BEGIN Records to use

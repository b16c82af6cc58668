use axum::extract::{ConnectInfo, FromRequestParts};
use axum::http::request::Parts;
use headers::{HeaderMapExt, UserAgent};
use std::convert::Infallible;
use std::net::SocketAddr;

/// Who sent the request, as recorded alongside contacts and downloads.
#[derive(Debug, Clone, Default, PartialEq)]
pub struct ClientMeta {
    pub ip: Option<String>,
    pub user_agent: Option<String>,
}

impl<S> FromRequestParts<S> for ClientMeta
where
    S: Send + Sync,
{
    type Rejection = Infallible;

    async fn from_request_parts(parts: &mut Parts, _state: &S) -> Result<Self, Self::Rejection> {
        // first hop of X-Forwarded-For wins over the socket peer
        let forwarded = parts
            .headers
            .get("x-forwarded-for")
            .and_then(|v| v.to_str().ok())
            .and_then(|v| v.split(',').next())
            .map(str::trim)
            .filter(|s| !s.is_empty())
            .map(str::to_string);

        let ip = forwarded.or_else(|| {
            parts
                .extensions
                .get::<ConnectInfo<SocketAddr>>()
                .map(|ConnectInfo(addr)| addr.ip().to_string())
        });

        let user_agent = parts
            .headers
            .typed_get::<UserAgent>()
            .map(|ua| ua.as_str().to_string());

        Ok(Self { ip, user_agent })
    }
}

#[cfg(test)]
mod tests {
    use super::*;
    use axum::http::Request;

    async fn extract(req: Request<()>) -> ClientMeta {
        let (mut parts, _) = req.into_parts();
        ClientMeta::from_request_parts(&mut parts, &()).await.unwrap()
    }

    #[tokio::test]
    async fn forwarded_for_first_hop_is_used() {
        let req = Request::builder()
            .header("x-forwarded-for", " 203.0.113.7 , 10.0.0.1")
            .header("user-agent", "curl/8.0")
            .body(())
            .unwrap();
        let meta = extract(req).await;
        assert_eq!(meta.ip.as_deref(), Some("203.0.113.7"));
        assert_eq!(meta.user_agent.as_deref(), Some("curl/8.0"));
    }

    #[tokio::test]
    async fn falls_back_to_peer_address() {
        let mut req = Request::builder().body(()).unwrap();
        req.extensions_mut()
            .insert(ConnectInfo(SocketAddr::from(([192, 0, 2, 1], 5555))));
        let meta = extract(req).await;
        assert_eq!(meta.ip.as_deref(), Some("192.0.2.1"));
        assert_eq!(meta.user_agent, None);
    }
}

END Records to use
BEGIN Records to use

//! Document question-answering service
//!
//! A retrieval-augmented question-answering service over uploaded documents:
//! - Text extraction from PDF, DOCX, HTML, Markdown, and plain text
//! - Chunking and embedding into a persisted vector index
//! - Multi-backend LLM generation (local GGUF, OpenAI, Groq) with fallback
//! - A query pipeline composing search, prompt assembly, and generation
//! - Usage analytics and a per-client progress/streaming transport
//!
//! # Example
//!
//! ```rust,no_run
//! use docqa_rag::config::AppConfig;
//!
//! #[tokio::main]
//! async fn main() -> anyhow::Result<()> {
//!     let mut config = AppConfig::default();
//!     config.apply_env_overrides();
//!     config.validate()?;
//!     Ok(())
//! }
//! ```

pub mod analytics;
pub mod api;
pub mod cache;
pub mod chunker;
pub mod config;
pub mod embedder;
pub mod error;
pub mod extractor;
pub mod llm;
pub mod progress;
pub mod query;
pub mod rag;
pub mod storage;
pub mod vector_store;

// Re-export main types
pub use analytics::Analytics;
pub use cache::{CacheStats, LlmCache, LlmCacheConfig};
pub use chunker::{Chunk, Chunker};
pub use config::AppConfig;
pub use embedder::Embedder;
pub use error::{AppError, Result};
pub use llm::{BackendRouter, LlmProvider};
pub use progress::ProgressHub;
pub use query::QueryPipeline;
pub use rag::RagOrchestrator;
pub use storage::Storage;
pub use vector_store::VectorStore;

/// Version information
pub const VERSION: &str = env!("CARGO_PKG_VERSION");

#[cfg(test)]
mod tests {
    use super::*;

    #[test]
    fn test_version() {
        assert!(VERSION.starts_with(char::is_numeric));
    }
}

END Records to use
BEGIN Records to use

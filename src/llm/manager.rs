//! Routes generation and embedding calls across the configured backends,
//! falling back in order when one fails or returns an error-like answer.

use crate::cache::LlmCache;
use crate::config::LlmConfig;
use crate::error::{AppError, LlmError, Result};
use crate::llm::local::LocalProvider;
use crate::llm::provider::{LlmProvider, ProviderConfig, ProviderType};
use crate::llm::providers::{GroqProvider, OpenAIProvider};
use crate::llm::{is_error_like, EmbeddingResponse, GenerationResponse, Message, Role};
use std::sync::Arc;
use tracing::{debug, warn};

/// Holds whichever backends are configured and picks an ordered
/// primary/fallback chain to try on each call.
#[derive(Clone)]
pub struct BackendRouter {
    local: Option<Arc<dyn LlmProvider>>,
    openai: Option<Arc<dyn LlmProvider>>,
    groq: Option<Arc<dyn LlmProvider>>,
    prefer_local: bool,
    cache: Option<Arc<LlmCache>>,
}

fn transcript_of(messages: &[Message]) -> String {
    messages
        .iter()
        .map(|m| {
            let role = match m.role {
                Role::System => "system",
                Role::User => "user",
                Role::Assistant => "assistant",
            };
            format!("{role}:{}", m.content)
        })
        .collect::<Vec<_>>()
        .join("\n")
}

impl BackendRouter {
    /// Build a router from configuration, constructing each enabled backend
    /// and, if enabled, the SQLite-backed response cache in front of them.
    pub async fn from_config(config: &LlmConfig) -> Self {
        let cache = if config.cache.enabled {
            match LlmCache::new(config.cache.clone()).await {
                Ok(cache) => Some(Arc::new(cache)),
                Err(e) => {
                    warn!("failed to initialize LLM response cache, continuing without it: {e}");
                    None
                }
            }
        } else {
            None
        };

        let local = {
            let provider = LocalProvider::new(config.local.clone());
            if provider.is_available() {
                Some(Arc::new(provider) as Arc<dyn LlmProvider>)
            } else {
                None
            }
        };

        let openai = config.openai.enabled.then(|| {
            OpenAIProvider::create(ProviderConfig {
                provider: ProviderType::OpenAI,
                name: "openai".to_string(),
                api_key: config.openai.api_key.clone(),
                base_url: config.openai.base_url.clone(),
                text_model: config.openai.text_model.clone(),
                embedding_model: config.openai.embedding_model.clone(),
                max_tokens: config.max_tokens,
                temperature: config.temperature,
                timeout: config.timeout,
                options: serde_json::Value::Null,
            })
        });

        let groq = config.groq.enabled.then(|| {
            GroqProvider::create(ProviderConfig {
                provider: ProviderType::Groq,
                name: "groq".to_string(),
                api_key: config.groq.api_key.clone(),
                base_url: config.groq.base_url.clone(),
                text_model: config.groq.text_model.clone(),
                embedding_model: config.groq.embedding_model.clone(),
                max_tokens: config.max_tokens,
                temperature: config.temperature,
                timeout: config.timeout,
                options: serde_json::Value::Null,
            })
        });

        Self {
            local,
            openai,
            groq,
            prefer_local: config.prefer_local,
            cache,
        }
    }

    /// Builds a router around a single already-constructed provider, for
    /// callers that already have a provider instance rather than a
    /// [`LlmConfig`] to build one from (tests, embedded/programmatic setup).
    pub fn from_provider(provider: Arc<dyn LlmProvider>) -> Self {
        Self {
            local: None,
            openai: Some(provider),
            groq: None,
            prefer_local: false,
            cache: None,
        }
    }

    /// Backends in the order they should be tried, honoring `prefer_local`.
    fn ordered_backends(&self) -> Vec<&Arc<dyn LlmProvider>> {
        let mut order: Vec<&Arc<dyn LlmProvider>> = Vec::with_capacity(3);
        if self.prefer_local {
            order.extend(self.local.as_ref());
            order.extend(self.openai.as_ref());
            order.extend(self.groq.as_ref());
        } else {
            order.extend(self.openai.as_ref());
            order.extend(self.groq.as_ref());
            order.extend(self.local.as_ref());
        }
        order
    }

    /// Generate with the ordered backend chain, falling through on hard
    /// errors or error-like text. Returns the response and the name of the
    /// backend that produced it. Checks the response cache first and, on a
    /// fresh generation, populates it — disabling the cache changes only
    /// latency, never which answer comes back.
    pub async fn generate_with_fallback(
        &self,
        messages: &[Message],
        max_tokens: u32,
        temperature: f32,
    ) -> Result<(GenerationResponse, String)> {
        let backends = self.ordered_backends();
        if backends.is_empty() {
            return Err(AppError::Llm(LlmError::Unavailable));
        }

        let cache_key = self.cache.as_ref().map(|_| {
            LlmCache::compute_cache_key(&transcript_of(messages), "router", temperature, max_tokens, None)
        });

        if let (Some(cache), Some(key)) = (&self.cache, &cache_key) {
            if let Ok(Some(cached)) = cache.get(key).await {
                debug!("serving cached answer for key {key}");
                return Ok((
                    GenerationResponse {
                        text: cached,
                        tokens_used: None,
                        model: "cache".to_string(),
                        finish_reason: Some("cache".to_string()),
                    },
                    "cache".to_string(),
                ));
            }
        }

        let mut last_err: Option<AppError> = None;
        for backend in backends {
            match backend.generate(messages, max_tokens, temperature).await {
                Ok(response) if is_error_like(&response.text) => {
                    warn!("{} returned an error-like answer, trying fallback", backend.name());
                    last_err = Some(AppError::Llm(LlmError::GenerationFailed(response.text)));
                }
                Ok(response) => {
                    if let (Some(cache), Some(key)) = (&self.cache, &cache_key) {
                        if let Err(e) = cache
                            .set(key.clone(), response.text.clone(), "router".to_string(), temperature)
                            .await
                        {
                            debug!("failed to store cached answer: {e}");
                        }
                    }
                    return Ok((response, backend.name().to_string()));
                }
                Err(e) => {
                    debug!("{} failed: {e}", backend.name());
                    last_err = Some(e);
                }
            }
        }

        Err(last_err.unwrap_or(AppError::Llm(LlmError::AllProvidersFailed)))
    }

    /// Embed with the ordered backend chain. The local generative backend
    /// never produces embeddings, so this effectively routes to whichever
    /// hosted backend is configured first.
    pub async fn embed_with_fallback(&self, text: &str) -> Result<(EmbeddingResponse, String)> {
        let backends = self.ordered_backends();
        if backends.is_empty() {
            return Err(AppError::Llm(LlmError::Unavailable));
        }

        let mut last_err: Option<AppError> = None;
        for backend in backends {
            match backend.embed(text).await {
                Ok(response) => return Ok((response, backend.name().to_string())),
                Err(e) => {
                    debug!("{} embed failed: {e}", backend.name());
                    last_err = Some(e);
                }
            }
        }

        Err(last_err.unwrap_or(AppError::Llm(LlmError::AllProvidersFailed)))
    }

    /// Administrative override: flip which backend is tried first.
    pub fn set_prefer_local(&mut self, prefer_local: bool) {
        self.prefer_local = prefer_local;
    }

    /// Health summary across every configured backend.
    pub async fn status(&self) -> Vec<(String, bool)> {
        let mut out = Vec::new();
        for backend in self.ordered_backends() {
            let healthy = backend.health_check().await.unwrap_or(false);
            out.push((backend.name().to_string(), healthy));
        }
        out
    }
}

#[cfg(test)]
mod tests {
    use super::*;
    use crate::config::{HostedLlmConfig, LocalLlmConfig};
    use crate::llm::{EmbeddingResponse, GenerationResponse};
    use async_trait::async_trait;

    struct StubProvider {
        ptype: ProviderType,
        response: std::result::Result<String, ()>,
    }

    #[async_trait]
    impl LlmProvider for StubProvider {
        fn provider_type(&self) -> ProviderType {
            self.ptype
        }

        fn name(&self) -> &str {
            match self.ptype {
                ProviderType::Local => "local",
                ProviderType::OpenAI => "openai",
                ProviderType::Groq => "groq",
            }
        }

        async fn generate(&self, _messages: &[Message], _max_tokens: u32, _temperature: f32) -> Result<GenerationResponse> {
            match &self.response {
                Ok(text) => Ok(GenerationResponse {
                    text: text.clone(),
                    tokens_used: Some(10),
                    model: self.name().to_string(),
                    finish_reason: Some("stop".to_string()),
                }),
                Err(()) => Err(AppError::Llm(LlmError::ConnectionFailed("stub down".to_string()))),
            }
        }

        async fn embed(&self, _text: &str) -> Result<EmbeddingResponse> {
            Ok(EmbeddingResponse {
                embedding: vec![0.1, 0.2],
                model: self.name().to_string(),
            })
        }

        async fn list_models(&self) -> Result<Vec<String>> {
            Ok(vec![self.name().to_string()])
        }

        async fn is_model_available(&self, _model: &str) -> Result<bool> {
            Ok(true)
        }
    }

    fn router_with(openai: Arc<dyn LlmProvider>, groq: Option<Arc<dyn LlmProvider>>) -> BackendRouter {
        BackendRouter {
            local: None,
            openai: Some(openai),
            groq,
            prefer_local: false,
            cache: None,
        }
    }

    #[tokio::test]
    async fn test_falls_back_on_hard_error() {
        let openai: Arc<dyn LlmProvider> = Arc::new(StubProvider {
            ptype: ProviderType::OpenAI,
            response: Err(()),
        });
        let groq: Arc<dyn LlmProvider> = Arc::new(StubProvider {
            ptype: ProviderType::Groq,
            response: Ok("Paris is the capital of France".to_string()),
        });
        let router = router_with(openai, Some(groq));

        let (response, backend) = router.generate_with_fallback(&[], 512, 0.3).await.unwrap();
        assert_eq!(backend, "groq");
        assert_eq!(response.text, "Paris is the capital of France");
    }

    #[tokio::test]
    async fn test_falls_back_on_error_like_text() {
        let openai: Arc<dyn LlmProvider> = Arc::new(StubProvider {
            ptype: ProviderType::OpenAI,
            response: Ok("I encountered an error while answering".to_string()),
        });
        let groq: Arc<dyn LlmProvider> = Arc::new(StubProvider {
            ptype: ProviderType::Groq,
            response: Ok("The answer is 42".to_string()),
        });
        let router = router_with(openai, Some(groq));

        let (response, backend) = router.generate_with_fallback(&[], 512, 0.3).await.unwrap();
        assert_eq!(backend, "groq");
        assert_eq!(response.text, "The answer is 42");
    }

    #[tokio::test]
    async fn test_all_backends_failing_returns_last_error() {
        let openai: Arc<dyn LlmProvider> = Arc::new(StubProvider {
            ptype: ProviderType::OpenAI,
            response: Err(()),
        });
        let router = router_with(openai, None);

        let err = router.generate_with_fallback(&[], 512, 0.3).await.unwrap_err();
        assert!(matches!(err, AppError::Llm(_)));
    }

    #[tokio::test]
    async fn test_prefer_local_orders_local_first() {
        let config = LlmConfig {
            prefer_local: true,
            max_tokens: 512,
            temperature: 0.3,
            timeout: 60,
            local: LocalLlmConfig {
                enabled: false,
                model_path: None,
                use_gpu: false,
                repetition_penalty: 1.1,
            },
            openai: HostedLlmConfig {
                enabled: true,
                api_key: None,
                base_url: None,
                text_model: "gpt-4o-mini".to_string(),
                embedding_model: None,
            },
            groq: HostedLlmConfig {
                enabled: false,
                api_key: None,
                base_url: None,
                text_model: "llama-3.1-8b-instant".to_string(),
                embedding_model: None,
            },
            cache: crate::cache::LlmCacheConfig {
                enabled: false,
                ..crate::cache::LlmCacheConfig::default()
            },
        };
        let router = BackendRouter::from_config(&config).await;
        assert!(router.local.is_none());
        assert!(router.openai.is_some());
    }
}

END Records to use

**Task item**
From the data above, copy each line where the string "axum" appears.

**Response below**
use axum::extract::{ConnectInfo, FromRequestParts};
use axum::http::request::Parts;
    use axum::http::Request;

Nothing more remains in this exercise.